Assigned task: All lines from the entries below that contain the string "with" should be copied out.

Collected data entries:
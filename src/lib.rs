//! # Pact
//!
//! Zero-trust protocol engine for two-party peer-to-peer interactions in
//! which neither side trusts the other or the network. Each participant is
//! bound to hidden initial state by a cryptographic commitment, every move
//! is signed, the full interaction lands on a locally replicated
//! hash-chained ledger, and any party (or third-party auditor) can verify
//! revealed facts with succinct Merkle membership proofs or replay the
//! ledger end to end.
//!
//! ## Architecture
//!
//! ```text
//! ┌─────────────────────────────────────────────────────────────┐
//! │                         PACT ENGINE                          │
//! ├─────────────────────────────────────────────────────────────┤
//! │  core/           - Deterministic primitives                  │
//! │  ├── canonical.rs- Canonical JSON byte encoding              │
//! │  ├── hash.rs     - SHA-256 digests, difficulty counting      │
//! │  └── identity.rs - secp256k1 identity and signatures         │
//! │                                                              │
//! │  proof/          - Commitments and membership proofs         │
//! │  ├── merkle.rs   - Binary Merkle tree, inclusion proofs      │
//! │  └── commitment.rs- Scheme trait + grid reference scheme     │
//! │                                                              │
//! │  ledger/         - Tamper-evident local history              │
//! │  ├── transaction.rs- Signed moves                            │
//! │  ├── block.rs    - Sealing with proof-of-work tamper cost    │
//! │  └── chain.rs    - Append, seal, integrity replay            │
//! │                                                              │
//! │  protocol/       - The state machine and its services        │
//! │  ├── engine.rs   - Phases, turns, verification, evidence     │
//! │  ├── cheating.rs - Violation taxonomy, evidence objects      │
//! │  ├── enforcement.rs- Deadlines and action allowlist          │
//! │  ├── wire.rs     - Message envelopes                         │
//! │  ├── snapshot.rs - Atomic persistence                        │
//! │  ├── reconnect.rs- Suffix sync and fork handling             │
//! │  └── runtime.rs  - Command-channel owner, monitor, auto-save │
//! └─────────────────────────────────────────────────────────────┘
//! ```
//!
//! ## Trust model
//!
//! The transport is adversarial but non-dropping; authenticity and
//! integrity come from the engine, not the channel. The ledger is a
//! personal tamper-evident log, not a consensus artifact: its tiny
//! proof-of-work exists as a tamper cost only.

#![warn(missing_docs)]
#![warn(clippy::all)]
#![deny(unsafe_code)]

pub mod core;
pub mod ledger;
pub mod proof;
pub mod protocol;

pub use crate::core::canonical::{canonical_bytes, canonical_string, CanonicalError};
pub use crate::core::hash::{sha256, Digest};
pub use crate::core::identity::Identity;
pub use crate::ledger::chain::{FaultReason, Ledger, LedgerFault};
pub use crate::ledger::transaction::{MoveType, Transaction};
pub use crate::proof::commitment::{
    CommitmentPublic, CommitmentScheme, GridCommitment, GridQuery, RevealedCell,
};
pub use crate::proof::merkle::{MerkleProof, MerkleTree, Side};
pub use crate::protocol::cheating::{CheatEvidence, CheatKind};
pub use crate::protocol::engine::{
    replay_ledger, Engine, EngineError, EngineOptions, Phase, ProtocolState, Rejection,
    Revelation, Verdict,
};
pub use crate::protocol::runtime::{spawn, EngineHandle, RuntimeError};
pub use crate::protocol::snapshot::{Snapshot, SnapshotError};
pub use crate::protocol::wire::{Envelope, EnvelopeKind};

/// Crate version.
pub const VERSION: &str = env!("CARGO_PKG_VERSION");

Answer box:
//! revealed facts with succinct Merkle membership proofs or replay the
//! │  ├── block.rs    - Sealing with proof-of-work tamper cost    │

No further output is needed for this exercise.